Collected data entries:
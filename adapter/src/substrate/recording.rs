// Copyright 2025 Jonas Kruckenberg
//
// Licensed under the Apache License, Version 2.0, <LICENSE-APACHE or
// http://apache.org/licenses/LICENSE-2.0> or the MIT license <LICENSE-MIT or
// http://opensource.org/licenses/MIT>, at your option. This file may not be
// copied, modified, or distributed except according to those terms.

//! A recording substrate for the protocol tests.
//!
//! Plays the measurement core: hands out deterministic handles, a strictly
//! increasing fake clock, one location per OS thread, and records every
//! sink call per location so tests can assert exact event sequences.

use crate::substrate::{
    DlcloseCallback, Location, ParameterHandle, RegionDescriptor, RegionHandle, ResolvedAddress,
    SourceFileHandle, Substrate, SubstrateTask, TeamBegin, Tpd,
};
use std::cell::RefCell;
use std::collections::HashMap;
use std::sync::atomic::{AtomicU32, AtomicU64, Ordering};
use std::sync::{Arc, Mutex};

#[derive(Debug, Clone, PartialEq, Eq)]
pub(crate) enum Event {
    Enter {
        timestamp: u64,
        region: RegionHandle,
    },
    Exit {
        timestamp: u64,
        region: RegionHandle,
    },
    StringParameter {
        parameter: ParameterHandle,
        value: String,
    },
    Fork {
        timestamp: u64,
        requested_parallelism: u32,
    },
    Join {
        timestamp: u64,
    },
    TeamBegin {
        timestamp: u64,
        index: u32,
        team_size: u32,
        parent: Tpd,
        tpd: Tpd,
    },
    TeamEnd {
        timestamp: u64,
        tpd: Tpd,
        index: u32,
        team_size: u32,
    },
    TaskCreate {
        thread_num: u32,
        generation: u32,
    },
    TaskBegin {
        region: RegionHandle,
        thread_num: u32,
        generation: u32,
        task: SubstrateTask,
    },
    TaskSwitch {
        task: SubstrateTask,
    },
    TaskEnd {
        region: RegionHandle,
        task: SubstrateTask,
    },
    AcquireLock {
        id: u32,
        acquisition_order: u32,
    },
    ReleaseLock {
        id: u32,
        acquisition_order: u32,
    },
}

impl Event {
    fn timestamp(&self) -> Option<u64> {
        match self {
            Event::Enter { timestamp, .. }
            | Event::Exit { timestamp, .. }
            | Event::Fork { timestamp, .. }
            | Event::Join { timestamp }
            | Event::TeamBegin { timestamp, .. }
            | Event::TeamEnd { timestamp, .. } => Some(*timestamp),
            _ => None,
        }
    }
}

static NEXT_INSTANCE: AtomicU64 = AtomicU64::new(1);

thread_local! {
    /// Current location per (substrate instance, thread).
    static CURRENT_LOCATION: RefCell<HashMap<u64, Arc<Location>>> =
        RefCell::new(HashMap::new());
}

pub(crate) struct RecordingSubstrate {
    instance: u64,
    clock: AtomicU64,
    next_location: AtomicU32,
    next_region: AtomicU32,
    next_tpd: AtomicU64,
    next_task: AtomicU64,
    region_names: Mutex<HashMap<RegionHandle, String>>,
    source_files: Mutex<Vec<String>>,
    parameters: Mutex<Vec<String>>,
    addresses: Mutex<HashMap<usize, ResolvedAddress>>,
    paradigm: Mutex<Option<(String, String)>>,
    dlclose: Mutex<Option<DlcloseCallback>>,
    events: Mutex<Vec<(u32, Event)>>,
}

// === impl RecordingSubstrate ===

impl RecordingSubstrate {
    pub(crate) fn new() -> Self {
        Self {
            instance: NEXT_INSTANCE.fetch_add(1, Ordering::Relaxed),
            clock: AtomicU64::new(0),
            next_location: AtomicU32::new(0),
            next_region: AtomicU32::new(1),
            // Tpd(1) is the initial thread.
            next_tpd: AtomicU64::new(2),
            next_task: AtomicU64::new(1),
            region_names: Mutex::new(HashMap::new()),
            source_files: Mutex::new(Vec::new()),
            parameters: Mutex::new(Vec::new()),
            addresses: Mutex::new(HashMap::new()),
            paradigm: Mutex::new(None),
            dlclose: Mutex::new(None),
            events: Mutex::new(Vec::new()),
        }
    }

    /// Teaches the fake address resolver a source position.
    pub(crate) fn map_address(&self, addr: usize, path: &str, line: u32) {
        self.addresses.lock().unwrap().insert(
            addr,
            ResolvedAddress {
                path: path.to_owned(),
                line,
            },
        );
    }

    pub(crate) fn region_name(&self, region: RegionHandle) -> String {
        self.region_names
            .lock()
            .unwrap()
            .get(&region)
            .cloned()
            .unwrap_or_else(|| format!("<region {}>", region.id()))
    }

    pub(crate) fn registered_paradigm(&self) -> Option<(String, String)> {
        self.paradigm.lock().unwrap().clone()
    }

    pub(crate) fn dlclose_callback_registered(&self) -> bool {
        self.dlclose.lock().unwrap().is_some()
    }

    /// Plays the address resolver unloading a shared object.
    pub(crate) fn notify_dlclose(&self, so_file_name: &str) {
        let dlclose = self.dlclose.lock().unwrap();
        if let Some(callback) = dlclose.as_ref() {
            callback(so_file_name);
        }
    }

    /// All events recorded for `location`, in emission order.
    pub(crate) fn events_for(&self, location: u32) -> Vec<Event> {
        self.events
            .lock()
            .unwrap()
            .iter()
            .filter(|(loc, _)| *loc == location)
            .map(|(_, event)| event.clone())
            .collect()
    }

    /// Human-readable event sequence for `location`, for compact
    /// assertions.
    pub(crate) fn summary_for(&self, location: u32) -> Vec<String> {
        self.events_for(location)
            .iter()
            .map(|event| match event {
                Event::Enter { region, .. } => format!("enter {}", self.region_name(*region)),
                Event::Exit { region, .. } => format!("exit {}", self.region_name(*region)),
                Event::StringParameter { value, .. } => format!("parameter {value}"),
                Event::Fork {
                    requested_parallelism,
                    ..
                } => format!("fork({requested_parallelism})"),
                Event::Join { .. } => "join".to_owned(),
                Event::TeamBegin { index, .. } => format!("team_begin({index})"),
                Event::TeamEnd { index, .. } => format!("team_end({index})"),
                Event::TaskCreate {
                    thread_num,
                    generation,
                } => format!("task_create({thread_num},{generation})"),
                Event::TaskBegin {
                    region,
                    thread_num,
                    generation,
                    ..
                } => format!(
                    "task_begin({},{thread_num},{generation})",
                    self.region_name(*region)
                ),
                Event::TaskSwitch { .. } => "task_switch".to_owned(),
                Event::TaskEnd { region, .. } => {
                    format!("task_end({})", self.region_name(*region))
                }
                Event::AcquireLock {
                    id,
                    acquisition_order,
                } => format!("acquire_lock({id},{acquisition_order})"),
                Event::ReleaseLock {
                    id,
                    acquisition_order,
                } => format!("release_lock({id},{acquisition_order})"),
            })
            .collect()
    }

    /// Timestamps of the timestamped events on `location`, in emission
    /// order.
    pub(crate) fn timestamps_for(&self, location: u32) -> Vec<u64> {
        self.events_for(location)
            .iter()
            .filter_map(Event::timestamp)
            .collect()
    }

    /// Ids of all locations that recorded at least one event.
    pub(crate) fn locations(&self) -> Vec<u32> {
        let mut ids: Vec<u32> = self
            .events
            .lock()
            .unwrap()
            .iter()
            .map(|(loc, _)| *loc)
            .collect();
        ids.sort_unstable();
        ids.dedup();
        ids
    }

    fn record(&self, location: &Location, event: Event) {
        self.events.lock().unwrap().push((location.id(), event));
    }
}

impl Substrate for RecordingSubstrate {
    fn new_source_file(&self, name: &str) -> SourceFileHandle {
        let mut files = self.source_files.lock().unwrap();
        if let Some(idx) = files.iter().position(|f| f == name) {
            return SourceFileHandle(idx as u32 + 1);
        }
        files.push(name.to_owned());
        SourceFileHandle(files.len() as u32)
    }

    fn new_region(&self, region: &RegionDescriptor<'_>) -> RegionHandle {
        let handle = RegionHandle(self.next_region.fetch_add(1, Ordering::Relaxed));
        self.region_names
            .lock()
            .unwrap()
            .insert(handle, region.name.to_owned());
        handle
    }

    fn new_parameter(&self, name: &str) -> ParameterHandle {
        let mut parameters = self.parameters.lock().unwrap();
        parameters.push(name.to_owned());
        ParameterHandle(parameters.len() as u32)
    }

    fn region_id_bit_width(&self) -> u8 {
        32
    }

    fn register_paradigm(&self, name: &str, communicator_template: &str) {
        *self.paradigm.lock().unwrap() =
            Some((name.to_owned(), communicator_template.to_owned()));
    }

    fn clock_ticks(&self) -> u64 {
        self.clock.fetch_add(1, Ordering::SeqCst) + 1
    }

    fn current_location(&self) -> Arc<Location> {
        CURRENT_LOCATION.with(|current| {
            current
                .borrow_mut()
                .entry(self.instance)
                .or_insert_with(|| {
                    Location::new(self.next_location.fetch_add(1, Ordering::SeqCst))
                })
                .clone()
        })
    }

    fn initial_tpd(&self) -> Tpd {
        Tpd(1)
    }

    fn enter_region(&self, location: &Location, timestamp: u64, region: RegionHandle) {
        self.record(location, Event::Enter { timestamp, region });
    }

    fn exit_region(&self, location: &Location, timestamp: u64, region: RegionHandle) {
        self.record(location, Event::Exit { timestamp, region });
    }

    fn string_parameter(&self, location: &Location, parameter: ParameterHandle, value: &str) {
        self.record(
            location,
            Event::StringParameter {
                parameter,
                value: value.to_owned(),
            },
        );
    }

    fn fork(&self, location: &Location, timestamp: u64, requested_parallelism: u32) {
        self.record(
            location,
            Event::Fork {
                timestamp,
                requested_parallelism,
            },
        );
    }

    fn join(&self, location: &Location, timestamp: u64) -> Tpd {
        self.record(location, Event::Join { timestamp });
        Tpd(self.next_tpd.fetch_add(1, Ordering::SeqCst))
    }

    fn team_begin(
        &self,
        location: &Location,
        timestamp: u64,
        index: u32,
        team_size: u32,
        parent: Tpd,
    ) -> TeamBegin {
        let tpd = Tpd(self.next_tpd.fetch_add(1, Ordering::SeqCst));
        let task = SubstrateTask(self.next_task.fetch_add(1, Ordering::SeqCst));
        self.record(
            location,
            Event::TeamBegin {
                timestamp,
                index,
                team_size,
                parent,
                tpd,
            },
        );
        TeamBegin { tpd, task }
    }

    fn team_end(&self, location: &Location, timestamp: u64, tpd: Tpd, index: u32, team_size: u32) {
        self.record(
            location,
            Event::TeamEnd {
                timestamp,
                tpd,
                index,
                team_size,
            },
        );
    }

    fn task_create(&self, location: &Location, thread_num: u32, generation: u32) {
        self.record(
            location,
            Event::TaskCreate {
                thread_num,
                generation,
            },
        );
    }

    fn task_begin(
        &self,
        location: &Location,
        region: RegionHandle,
        thread_num: u32,
        generation: u32,
    ) -> SubstrateTask {
        let task = SubstrateTask(self.next_task.fetch_add(1, Ordering::SeqCst));
        self.record(
            location,
            Event::TaskBegin {
                region,
                thread_num,
                generation,
                task,
            },
        );
        task
    }

    fn task_switch(&self, location: &Location, task: SubstrateTask) {
        self.record(location, Event::TaskSwitch { task });
    }

    fn task_end(&self, location: &Location, region: RegionHandle, task: SubstrateTask) {
        self.record(location, Event::TaskEnd { region, task });
    }

    fn acquire_lock(&self, location: &Location, id: u32, acquisition_order: u32) {
        self.record(
            location,
            Event::AcquireLock {
                id,
                acquisition_order,
            },
        );
    }

    fn release_lock(&self, location: &Location, id: u32, acquisition_order: u32) {
        self.record(
            location,
            Event::ReleaseLock {
                id,
                acquisition_order,
            },
        );
    }

    fn resolve_address(&self, addr: usize) -> Option<ResolvedAddress> {
        self.addresses.lock().unwrap().get(&addr).cloned()
    }

    fn register_dlclose_callback(&self, callback: DlcloseCallback) {
        *self.dlclose.lock().unwrap() = Some(callback);
    }
}
unsafe extern "C" fn cb_mutex_acquired(kind: c_int, wait_id: u64, codeptr_ra: *const c_void) {
    let Some(adapter) = adapter() else { return };
    let Ok(kind) = MutexKind::try_from(kind) else {
        unknown_value!("ompt_mutex_t", kind)
    };
    // Safety: callback context per the runtime.
    unsafe { adapter.mutex_acquired(kind, wait_id, codeptr(codeptr_ra)) }
}

unsafe extern "C" fn cb_mutex_released(kind: c_int, wait_id: u64, codeptr_ra: *const c_void) {
    let Some(adapter) = adapter() else { return };
    let Ok(kind) = MutexKind::try_from(kind) else {
        unknown_value!("ompt_mutex_t", kind)
    };
    // Safety: callback context per the runtime.
    unsafe { adapter.mutex_released(kind, wait_id, codeptr(codeptr_ra)) }
}

unsafe extern "C" fn cb_lock_init(
    kind: c_int,
    hint: c_uint,
    impl_: c_uint,
    wait_id: u64,
    codeptr_ra: *const c_void,
) {
    let Some(adapter) = adapter() else { return };
    let Ok(kind) = MutexKind::try_from(kind) else {
        unknown_value!("ompt_mutex_t", kind)
    };
    // Safety: callback context per the runtime.
    unsafe { adapter.lock_init(kind, hint, impl_, wait_id, codeptr(codeptr_ra)) }
}

unsafe extern "C" fn cb_lock_destroy(kind: c_int, wait_id: u64, codeptr_ra: *const c_void) {
    let Some(adapter) = adapter() else { return };
    let Ok(kind) = MutexKind::try_from(kind) else {
        unknown_value!("ompt_mutex_t", kind)
    };
    // Safety: callback context per the runtime.
    unsafe { adapter.lock_destroy(kind, wait_id, codeptr(codeptr_ra)) }
}

unsafe extern "C" fn cb_nest_lock(endpoint: c_int, wait_id: u64, codeptr_ra: *const c_void) {
    let Some(adapter) = adapter() else { return };
    let Ok(endpoint) = ScopeEndpoint::try_from(endpoint) else {
        unknown_value!("ompt_scope_endpoint_t", endpoint)
    };
    // Safety: callback context per the runtime.
    unsafe { adapter.nest_lock(endpoint, wait_id, codeptr(codeptr_ra)) }
}

unsafe extern "C" fn cb_dispatch(
    parallel_data: *mut OmptData,
    task_data: *mut OmptData,
    kind: c_int,
    instance: OmptData,
) {
    let Some(adapter) = adapter() else { return };
    let Ok(kind) = DispatchKind::try_from(kind) else {
        unknown_value!("ompt_dispatch_t", kind)
    };
    // Safety: runtime-provided slots.
    unsafe { adapter.dispatch(parallel_data, task_data, kind, instance) }
}

unsafe extern "C" fn cb_flush(thread_data: *mut OmptData, codeptr_ra: *const c_void) {
    let Some(adapter) = adapter() else { return };
    // Safety: runtime-provided slot.
    unsafe { adapter.flush(thread_data, codeptr(codeptr_ra)) }
}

BRIEF: Using the records above, report the number of lines that include the string "ParameterHandle", with nothing added.

SOLUTION TO THIS EXERCISE: 5